* [Provided data]:
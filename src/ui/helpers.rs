//! Shared rendering utilities and helpers.
//!
//! This module provides low-level rendering utilities used across the UI
//! components: cursor positioning, width-constrained text truncation, and
//! query match highlighting with proper ANSI escape sequence management.

use crate::ui::theme::Theme;

/// Positions the cursor at a specific row and column.
///
/// Uses the ANSI escape sequence `\x1b[{row};{col}H`. Coordinates are
/// 1-indexed (row 1 = first row, col 1 = first column).
pub fn position_cursor(row: usize, col: usize) {
    print!("\u{1b}[{row};{col}H");
}

/// Truncates text to at most `max_width` characters, appending `...`.
///
/// Returns the text unchanged when it already fits. Operates on character
/// counts, not bytes, so multi-byte names truncate cleanly.
///
/// # Examples
///
/// ```
/// use zontacts::ui::helpers::fit_width;
///
/// assert_eq!(fit_width("Jo Smith", 20), "Jo Smith");
/// assert_eq!(fit_width("a very long contact name", 10), "a very ...");
/// ```
#[must_use]
pub fn fit_width(text: &str, max_width: usize) -> String {
    let len = text.chars().count();
    if len <= max_width {
        return text.to_string();
    }
    let keep = max_width.saturating_sub(3);
    let kept: String = text.chars().take(keep).collect();
    format!("{kept}...")
}

/// Renders text with highlighted character ranges for query matches.
///
/// Splits the text into highlighted and normal sections based on the provided
/// character ranges and prints them with the theme's match highlight colors.
///
/// # Parameters
///
/// * `text` - The text to render
/// * `ranges` - Character index ranges to highlight, `(start, end)` exclusive end
/// * `theme` - Active color theme for highlight colors
///
/// # Character Indices
///
/// Ranges use character indices (not byte indices); the text is converted to
/// a character vector for indexing. Out-of-range ends are clamped.
pub fn render_highlighted_text(text: &str, ranges: &[(usize, usize)], theme: &Theme) {
    if ranges.is_empty() {
        print!("{text}");
        return;
    }

    let chars: Vec<char> = text.chars().collect();
    let mut current_pos = 0;

    for &(start, end) in ranges {
        let start = start.min(chars.len());
        if start > current_pos {
            let normal_section: String = chars[current_pos..start].iter().collect();
            print!("{normal_section}");
        }

        print!("{}", Theme::fg(&theme.colors.match_highlight_fg));
        print!("{}", Theme::bg(&theme.colors.match_highlight_bg));
        let highlighted_section: String = chars[start..end.min(chars.len())].iter().collect();
        print!("{highlighted_section}");
        print!("{}", Theme::reset());
        print!("{}", Theme::fg(&theme.colors.text_normal));

        current_pos = end;
    }

    if current_pos < chars.len() {
        let remaining: String = chars[current_pos..].iter().collect();
        print!("{remaining}");
    }
}

#[cfg(test)]
mod tests {
    use super::*;

    #[test]
    fn fit_width_keeps_short_text() {
        assert_eq!(fit_width("short", 10), "short");
        assert_eq!(fit_width("exact", 5), "exact");
    }

    #[test]
    fn fit_width_truncates_with_ellipsis() {
        let truncated = fit_width("a very long contact name", 10);
        assert_eq!(truncated.chars().count(), 10);
        assert!(truncated.ends_with("..."));
    }
}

* [Prompt]: Which lines of the data contain the string "usize"? Copy each of them.

* [Result of the task]:
pub fn position_cursor(row: usize, col: usize) {
pub fn fit_width(text: &str, max_width: usize) -> String {
pub fn render_highlighted_text(text: &str, ranges: &[(usize, usize)], theme: &Theme) {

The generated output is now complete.